I would speak to your solicitor and ask if the fact he has committed the offence under the computer misuse act and attempted blackmail if enough of a negotiation point to agree to still file under adultery but share custody 50/50.

But do not let on about that to him directly. All through solicitors only.

youvegottenminuteslynn · 10/01/2021 13:20

*is enough not id enough

CrazyToast · 10/01/2021 13:24

I don't think he has anything against you. People search for all sorts. Men watch god knows what type of porn. He cant use this against you. A UK divorce wouldn't impact a guy in another country, it's not like our divorce offices will ring up the embassy in that country and say 'did you know xxxx allegedly had an affair'.

He is just trying to rattle you and throw you off. Hold the line, OP.

SnoozyBoozy · 10/01/2021 13:33

@littlebirdworrying

I'm not sure why you don't want the 50/50 split? Did he have the affair or you?
I think what the op is saying is that she's happy for them to share custody 50/50 but that the husband doesn't want the financials to go 50/50, but because the op only works part time and doesn't have savings, that would out her in a difficult position) regardless of the fact that she'd be entitled to 50/50 I believe). So the husband is blackmailing her to say if she doesn't change her mind about the 50/50 financial split, he will reveal stuff he's allegedly seen in her Google search history.
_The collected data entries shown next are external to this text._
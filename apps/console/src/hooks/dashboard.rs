//! Dashboard hook
//!
//! Binds the view-model to a component-owned signal and runs the initial
//! baseline refresh on mount.

use std::rc::Rc;

use dioxus::prelude::*;
use ids_console::state::DashboardSignal;
use ids_console::{DashboardEvent, DashboardViewModel, IdsClient, StateStore, ViewState};

use crate::API_CLIENT;

pub type LiveViewModel = DashboardViewModel<IdsClient, DashboardSignal>;

#[derive(Clone)]
pub struct DashboardHandle {
    pub state: DashboardSignal,
    view_model: Option<Rc<LiveViewModel>>,
}

impl DashboardHandle {
    /// Starts an analysis run; ignored by the view-model while one is in flight.
    pub fn analyze(&self, payload: String) {
        let Some(view_model) = self.view_model.clone() else {
            tracing::warn!("analysis requested without an API client");
            return;
        };

        spawn(async move {
            let outcome = view_model.run_analyze_and_refresh(&payload).await;
            tracing::debug!(?outcome, "analysis command settled");
        });
    }
}

pub fn use_dashboard() -> DashboardHandle {
    let state = use_signal(ViewState::default);

    let view_model = use_hook(|| {
        API_CLIENT
            .get()
            .cloned()
            .map(|client| Rc::new(DashboardViewModel::new(client, state)))
    });

    let initial = view_model.clone();
    use_future(move || {
        let view_model = initial.clone();
        async move {
            match view_model {
                Some(view_model) => view_model.refresh_baseline().await,
                None => {
                    state.dispatch(DashboardEvent::BaselineFailed(
                        "IDS API client is not initialized; check IDS_API_BASE_URL.".into(),
                    ));
                }
            }
        }
    });

    let guard = view_model.as_ref().map(|view_model| view_model.guard());
    use_drop(move || {
        if let Some(guard) = guard {
            guard.detach();
        }
    });

    DashboardHandle { state, view_model }
}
Op, I get the feeling you know the sort of thing he might find, which is why you're worrying. I'm guessing it's not just Mumsnet and Rightmove for example...

But like PPs said, unless it was illegal, or something like how to commit suicide (which might bring into question your mental health), there shouldn't be anything to worry about, and he is the one in the wrong for blackmailing you. You need to mention the blackmail to your solicitor as otherwise, he will always potentially have something over you.

I don't think the OM has any bearing in any of this.

Wanderlusto · 10/01/2021 13:38

Pft, take him to the cleaners.
He cant prove any of it was YOUR search history and even if he could, its mega creepy (possibly illeagal) that he accessed your account without your knowledge or permission, pretty sure a judge would focus on that rather than dodgy stuff you may or may not have googled at 1am on a wine or two.

Kittykat93 · 10/01/2021 13:42

Unless you've been searching for illegal content I cant see how he could blackmail you with your search history?